104 yıl önce Atatürk Samsun’a çıkarak kurtuluş savaşını başlattığı 19 Mayıs gününü Gençlik ve Spor Bayramı ilan ederek, “Bir gün memleketi sizin gibi beni anlamış bir gençliğe bırakacağımdan dolayı çok mesudum.” diyerek gençlere armağan etmiştir. Her fırsatta gençlere değer vermiştir.

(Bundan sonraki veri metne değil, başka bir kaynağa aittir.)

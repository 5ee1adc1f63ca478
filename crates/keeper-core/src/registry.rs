//! The persisted witness record and its membership operations

use crate::error::{RegistryError, Result};
use crate::ledger::Ledger;
use serde::{Deserialize, Serialize};
use std::collections::BTreeMap;

/// Fixed store key the registry record lives under.
pub const REGISTRY_KEY: &str = "keeper";

/// The single persisted record: content hash -> ordered witness list.
///
/// Serializes as a JSON object of string arrays (`{"h1":["alice","bob"]}`),
/// the compatibility format for stores populated by earlier deployments.
/// The map is ordered so encoding is deterministic.
#[derive(Debug, Clone, Default, PartialEq, Eq, Serialize, Deserialize)]
#[serde(transparent)]
pub struct Registry {
    entries: BTreeMap<String, Vec<String>>,
}

impl Registry {
    /// Check whether `user` has been recorded for `hash`.
    pub fn contains(&self, hash: &str, user: &str) -> bool {
        self.entries
            .get(hash)
            .map(|members| members.iter().any(|m| m == user))
            .unwrap_or(false)
    }

    /// Append `user` to `hash`'s member list unless already present.
    ///
    /// Duplicates are prevented by a linear equality scan, so insertion
    /// order is preserved. Returns whether a new member was appended.
    pub fn record(&mut self, hash: &str, user: &str) -> bool {
        let members = self.entries.entry(hash.to_string()).or_default();
        if members.iter().any(|m| m == user) {
            return false;
        }
        members.push(user.to_string());
        true
    }

    /// Member list recorded for `hash`, if any.
    pub fn members(&self, hash: &str) -> Option<&[String]> {
        self.entries.get(hash).map(|m| m.as_slice())
    }
}

/// Outcome of a membership operation.
///
/// Operations report a tagged outcome; the single-byte wire encoding is
/// applied only at the dispatch boundary.
#[derive(Debug, Clone, Copy, PartialEq, Eq)]
pub enum MembershipResult {
    /// A new member was appended and the record written back
    Added,
    /// The member was already recorded; nothing was written
    NoOp,
    /// The member is recorded for the hash
    Found,
    /// The member is not recorded for the hash
    NotFound,
}

/// Membership registry over an injected ledger handle.
///
/// Each operation is a single sequential unit of work: one wholesale read
/// of the record and, for mutations, one wholesale write back. The
/// read-modify-write in [`record_membership`] is not atomic from this
/// component's view; serializing conflicting writes to the registry key is
/// the hosting store's concern, and interleaved cycles can lose an update.
///
/// [`record_membership`]: MembershipRegistry::record_membership
pub struct MembershipRegistry<L> {
    ledger: L,
}

impl<L: Ledger> MembershipRegistry<L> {
    /// Create a registry over the given ledger handle.
    pub fn new(ledger: L) -> Self {
        Self { ledger }
    }

    /// Write an empty record under [`REGISTRY_KEY`].
    ///
    /// Idempotent overwrite: prior registry content is discarded.
    pub fn initialize(&self) -> Result<()> {
        self.store(&Registry::default())
    }

    /// Record that `user` has witnessed `hash`.
    ///
    /// Returns [`MembershipResult::NoOp`] without writing back when the
    /// user is already recorded, [`MembershipResult::Added`] after the
    /// full record has been written otherwise.
    pub fn record_membership(&self, hash: &str, user: &str) -> Result<MembershipResult> {
        let mut registry = self.load()?;
        if !registry.record(hash, user) {
            return Ok(MembershipResult::NoOp);
        }
        self.store(&registry)?;
        Ok(MembershipResult::Added)
    }

    /// Check whether `user` has witnessed `hash`. Read-only.
    pub fn query_membership(&self, hash: &str, user: &str) -> Result<MembershipResult> {
        let registry = self.load()?;
        Ok(if registry.contains(hash, user) {
            MembershipResult::Found
        } else {
            MembershipResult::NotFound
        })
    }

    /// Delete an arbitrary top-level store key.
    ///
    /// The key named by the caller is removed as-is; it may or may not be
    /// the registry key itself.
    pub fn delete_key(&self, key: &str) -> Result<()> {
        self.ledger.delete(key).map_err(RegistryError::Delete)
    }

    /// Read and decode the record.
    ///
    /// Decodes exactly the bytes the store returned: an absent key yields
    /// zero bytes and fails with [`RegistryError::Deserialize`], so reading
    /// a deleted or never-initialized registry is an error.
    fn load(&self) -> Result<Registry> {
        let bytes = self
            .ledger
            .get(REGISTRY_KEY)
            .map_err(RegistryError::Read)?
            .unwrap_or_default();
        serde_json::from_slice(&bytes).map_err(RegistryError::Deserialize)
    }

    /// Encode and write the full record.
    fn store(&self, registry: &Registry) -> Result<()> {
        let bytes = serde_json::to_vec(registry).map_err(RegistryError::Serialize)?;
        self.ledger.put(REGISTRY_KEY, &bytes).map_err(RegistryError::Write)
    }
}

Ben şahsen bu gençlerden ümitliyim. Hayatın tadını çıkarmayı, hayatı doya doya yaşamayı iyi biliyorlar. Baskıya ve otoriteye karşı çıkacak özgüvenleri var. Basit ve boş işlere saplanıp kalmıyor, kendi kararlarını verebiliyor, kendi geleceklerini gayet iyi planlayabiliyorlar. Adalet, demokrasi, düşünce ve ifade özgürlüğüne önem veriyorlar. Yaşlılar gibi kader diyerek her türlü haksızlığa susma, teslim olma yoluna gitmiyor, yanlışları sorgulayabiliyorlar. Büyüklerinin sağcı, solcu ve muhafazakar gibi saçma, manasız gruplara bölünmesi tuzağına düşmüyorlar. Birlik beraberlikten yana, büyüklerinden daha mantıklı davranıyorlar. Benim bu gençlerin fırsat verildiğinde ülkeyi çok daha iyi idare edeceklerinden hiç şüphem yok. Gençlerin bayramı kutlu olsun.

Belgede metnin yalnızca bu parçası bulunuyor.